Reste à savoir de quel maître.

Le tableau m’arrivait doté d’une attribution[1] à l’appui de laquelle un examen superficiel aurait pu peut-être invoquer la présence dans plusieurs œuvres de Memlinc d’un des motifs caractéristiques de notre composition : celui du livre feuilleté par l’Enfant[2]. Mais il suffit d’être un peu familier avec l’ancien art néerlandais pour la repousser sans hésitation.

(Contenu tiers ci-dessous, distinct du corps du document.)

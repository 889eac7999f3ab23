use std::path::Path;

use gaussblur_image::{ImageSize, Rgba8Image};

use crate::error::IoError;

/// Reads an image from the given file path as 8-bit RGBA.
///
/// The method tries to read from any image format supported by the image crate and converts
/// the decoded pixels to RGBA, adding an opaque alpha channel when the source has none.
///
/// # Arguments
///
/// * `file_path` - The path to a valid image file.
///
/// # Returns
///
/// An RGBA image containing the image data.
pub fn read_image_rgba8(file_path: impl AsRef<Path>) -> Result<Rgba8Image, IoError> {
    let file_path = file_path.as_ref();

    // verify the file exists
    if !file_path.exists() {
        return Err(IoError::FileDoesNotExist(file_path.to_path_buf()));
    }

    let img = image::ImageReader::open(file_path)?
        .with_guessed_format()?
        .decode()?;

    log::debug!(
        "decoded {} as {:?} ({}x{})",
        file_path.display(),
        img.color(),
        img.width(),
        img.height()
    );

    let size = ImageSize {
        width: img.width() as usize,
        height: img.height() as usize,
    };

    Ok(Rgba8Image::new(size, img.into_rgba8().into_raw())?)
}

/// Writes an RGBA image to the given file path.
///
/// The format is chosen from the file extension. Formats without an alpha channel, such as
/// JPEG, receive the RGB channels only.
///
/// # Arguments
///
/// * `file_path` - The path to the output image.
/// * `image` - The RGBA image to write.
pub fn write_image_rgba8(file_path: impl AsRef<Path>, image: &Rgba8Image) -> Result<(), IoError> {
    let file_path = file_path.as_ref();

    let (width, height) = (image.width(), image.height());
    let (Ok(w), Ok(h)) = (u32::try_from(width), u32::try_from(height)) else {
        return Err(IoError::InvalidImageDimensions(width, height));
    };

    let buffer = image::RgbaImage::from_raw(w, h, image.as_slice().to_vec())
        .ok_or(IoError::InvalidImageDimensions(width, height))?;

    let is_jpeg = file_path
        .extension()
        .and_then(|ext| ext.to_str())
        .is_some_and(|ext| ext.eq_ignore_ascii_case("jpg") || ext.eq_ignore_ascii_case("jpeg"));

    if is_jpeg {
        image::DynamicImage::ImageRgba8(buffer)
            .to_rgb8()
            .save(file_path)?;
    } else {
        buffer.save(file_path)?;
    }

    Ok(())
}

#[cfg(test)]
mod tests {
    use super::*;

    #[test]
    fn read_missing_file() {
        let res = read_image_rgba8("does/not/exist.png");
        assert!(matches!(res, Err(IoError::FileDoesNotExist(_))));
    }

    #[test]
    fn write_unknown_extension() -> Result<(), Box<dyn std::error::Error>> {
        let tmp_dir = tempfile::tempdir()?;
        let img = Rgba8Image::from_size_val([2, 2].into(), 0)?;
        let res = write_image_rgba8(tmp_dir.path().join("image.unknown"), &img);
        assert!(matches!(res, Err(IoError::ImageCodecError(_))));
        Ok(())
    }
}
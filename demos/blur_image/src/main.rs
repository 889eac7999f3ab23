use argh::FromArgs;
use std::path::PathBuf;
use std::sync::mpsc;

use gaussblur::{
    imgproc::{task, BlurConfig},
    io::functional as F,
};

#[derive(FromArgs)]
/// Blur an image with a parallel separable gaussian filter
struct Args {
    /// path to an input image
    #[argh(option, short = 'i')]
    image_path: PathBuf,

    /// path to write the blurred image to
    #[argh(option, short = 'o')]
    output_path: PathBuf,

    /// the sigma of the gaussian (default: 1.0)
    #[argh(option, short = 's', default = "1.0")]
    sigma: f32,

    /// the number of worker threads (default: available parallelism)
    #[argh(option, short = 't')]
    num_threads: Option<usize>,
}

fn main() -> Result<(), Box<dyn std::error::Error>> {
    env_logger::Builder::from_env(env_logger::Env::default().default_filter_or("info")).init();

    let args: Args = argh::from_env();

    // read the image
    let image = F::read_image_rgba8(&args.image_path)?;
    log::info!("loaded {} ({})", args.image_path.display(), image.size());

    let mut config = BlurConfig::default().with_sigma(args.sigma);
    if let Some(num_threads) = args.num_threads {
        config = config.with_num_threads(num_threads);
    }

    // run the blur in the background and get notified once it is done
    let (tx, rx) = mpsc::channel();
    let handle = task::spawn_blur_with(image, config, move |result| {
        if tx.send(result).is_err() {
            log::error!("the blur result receiver is gone");
        }
    })?;

    log::info!(
        "blurring with sigma {} on {} threads",
        config.sigma,
        config.num_threads
    );

    let output = rx.recv()??;
    handle
        .join()
        .map_err(|_| "the blur thread panicked".to_string())?;

    for timing in output.timings.as_slice() {
        log::info!("Thread {} time: {:.3} ms", timing.worker, timing.total_ms());
    }

    F::write_image_rgba8(&args.output_path, &output.image)?;
    log::info!("wrote {}", args.output_path.display());

    Ok(())
}
#![deny(missing_docs)]
#![doc = env!("CARGO_PKG_DESCRIPTION")]

/// gaussian blur orchestration module.
pub mod blur;

/// Error types for the blur operations.
pub mod error;

/// image filtering module.
pub mod filter;

/// module containing parallelization utilities.
pub mod parallel;

/// background execution of blur requests.
pub mod task;

pub use crate::blur::{
    gaussian_blur, gaussian_blur_rgba, BlurConfig, BlurOutput, TimingRecord, WorkerTiming,
};
pub use crate::error::BlurError;
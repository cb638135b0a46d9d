//! Request parameters for catalog operations.
//!
//! These carry user input from an interface layer (the CLI session) into the
//! core. Validation that the catalog itself does not enforce lives here, so
//! every interface rejects the same input the same way.

use crate::{
    catalog::Catalog,
    error::{Result, ShelfError},
    models::{Book, BookId},
};

/// Parameters for adding a book.
#[derive(Debug, Clone, Default)]
pub struct AddBook {
    /// Title of the book
    pub title: String,
    /// Author of the book
    pub author: String,
}

impl AddBook {
    pub fn new(title: impl Into<String>, author: impl Into<String>) -> Self {
        Self {
            title: title.into(),
            author: author.into(),
        }
    }

    /// Rejects blank titles and authors.
    ///
    /// # Errors
    ///
    /// Returns `ShelfError::InvalidInput` naming the first blank field.
    pub fn validate(&self) -> Result<()> {
        if self.title.trim().is_empty() {
            return Err(ShelfError::invalid_input("title").with_reason("Title must not be empty"));
        }
        if self.author.trim().is_empty() {
            return Err(
                ShelfError::invalid_input("author").with_reason("Author must not be empty")
            );
        }
        Ok(())
    }

    /// Validates and adds the book to `catalog`.
    ///
    /// # Errors
    ///
    /// Returns `ShelfError::InvalidInput` if validation fails; the catalog is
    /// left untouched.
    pub fn apply(self, catalog: &mut Catalog) -> Result<Book> {
        self.validate()?;
        Ok(catalog.add(self.title, self.author))
    }
}

/// Generic parameters for operations requiring just a book ID.
///
/// Used for borrow, return, wishlist and favorite toggles, and show.
#[derive(Debug, Clone, Copy)]
pub struct Id {
    /// The ID of the book to operate on
    pub id: BookId,
}

/// Parameters for listing books through the search/availability view.
#[derive(Debug, Clone, Default)]
pub struct ListBooks {
    /// Search text matched against title and author
    pub query: Option<String>,
    /// Hide borrowed books
    pub only_available: bool,
}

impl From<&ListBooks> for crate::filter::BookFilter {
    fn from(params: &ListBooks) -> Self {
        Self {
            query: params.query.clone().unwrap_or_default(),
            only_available: params.only_available,
        }
    }
}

Néanmoins, en raison de cette possession d’état, du mirage des noms populaires et surtout de l’analogie matérielle que je viens de signaler, j’insisterai dans ma démonstration sur les faits qui interdisent de penser au peintre de sainte Ursule.

J’eus vite fait de m’apercevoir que ce pseudo-Memling tenait de près à une famille de tableaux, composée, lui compris, de six membres.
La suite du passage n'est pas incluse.